**DESCRIPTION OF THE TASK:**
Once the line containing "impl Haltable for CopPolicy" is found, copy it and each subsequent line exactly. Stop at the end of the records below.

Stored data entries:
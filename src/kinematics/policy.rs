//! Kinematics domain: per-entity-kind target velocity and halting.

use bevy::prelude::*;
use serde::{Deserialize, Serialize};

use crate::kinematics::KinematicBody;

/// Computes the velocity a body wants this tick, before collision constraints.
pub trait VelocityPolicy {
    fn target_velocity(&self, body: &KinematicBody) -> Vec2;
}

/// Anything that can be frozen in place when a run ends.
pub trait Haltable {
    fn stop(&mut self);
}

#[derive(Debug, Clone, Copy, PartialEq, Eq, Default, Deserialize, Serialize)]
pub enum DriveMode {
    /// Always pushing right; keys only brake or boost
    #[default]
    Endless,
    /// Plain left/right axis
    Free,
}

/// Input-driven velocity for the runner.
#[derive(Component, Debug, Clone)]
pub struct RunnerPolicy {
    pub max_speed: f32,
    pub mode: DriveMode,
    pub control_enabled: bool,
    drive: f32,
}

impl RunnerPolicy {
    pub const BASE_DRIVE: f32 = 1.0;
    pub const BRAKE: f32 = 0.7;
    pub const BOOST: f32 = 0.3;
    pub const MAX_DRIVE: f32 = 1.5;

    pub fn new(max_speed: f32, mode: DriveMode) -> Self {
        Self {
            max_speed,
            mode,
            control_enabled: true,
            drive: 0.0,
        }
    }

    /// Forward bias reduced by the brake key and raised by the boost key.
    pub fn endless_drive(brake: bool, boost: bool) -> f32 {
        let brake = if brake { Self::BRAKE } else { 0.0 };
        let boost = if boost { Self::BOOST } else { 0.0 };
        (Self::BASE_DRIVE - brake + boost).clamp(0.0, Self::MAX_DRIVE)
    }

    pub fn drive(&self) -> f32 {
        self.drive
    }

    /// Set the horizontal drive as a fraction of `max_speed`. Ignored without control.
    pub fn set_drive(&mut self, drive: f32) {
        self.drive = if self.control_enabled { drive } else { 0.0 };
    }

    pub fn enable_control(&mut self) {
        self.control_enabled = true;
    }
}

impl VelocityPolicy for RunnerPolicy {
    fn target_velocity(&self, body: &KinematicBody) -> Vec2 {
        Vec2::new(self.drive() * self.max_speed, body.velocity.y)
    }
}

impl Haltable for RunnerPolicy {
    fn stop(&mut self) {
        self.control_enabled = false;
        self.drive = 0.0;
    }
}

/// Constant pursuit speed for cops.
#[derive(Component, Debug, Clone)]
pub struct CopPolicy {
    pub move_speed: f32,
}

impl CopPolicy {
    pub fn new(move_speed: f32) -> Self {
        Self { move_speed }
    }
}

impl VelocityPolicy for CopPolicy {
    fn target_velocity(&self, body: &KinematicBody) -> Vec2 {
        Vec2::new(self.move_speed, body.velocity.y)
    }
}

impl Haltable for CopPolicy {
    fn stop(&mut self) {
        self.move_speed = 0.0;
    }
}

**COMPLETED TASK:**
impl Haltable for CopPolicy {
    fn stop(&mut self) {
        self.move_speed = 0.0;
    }
}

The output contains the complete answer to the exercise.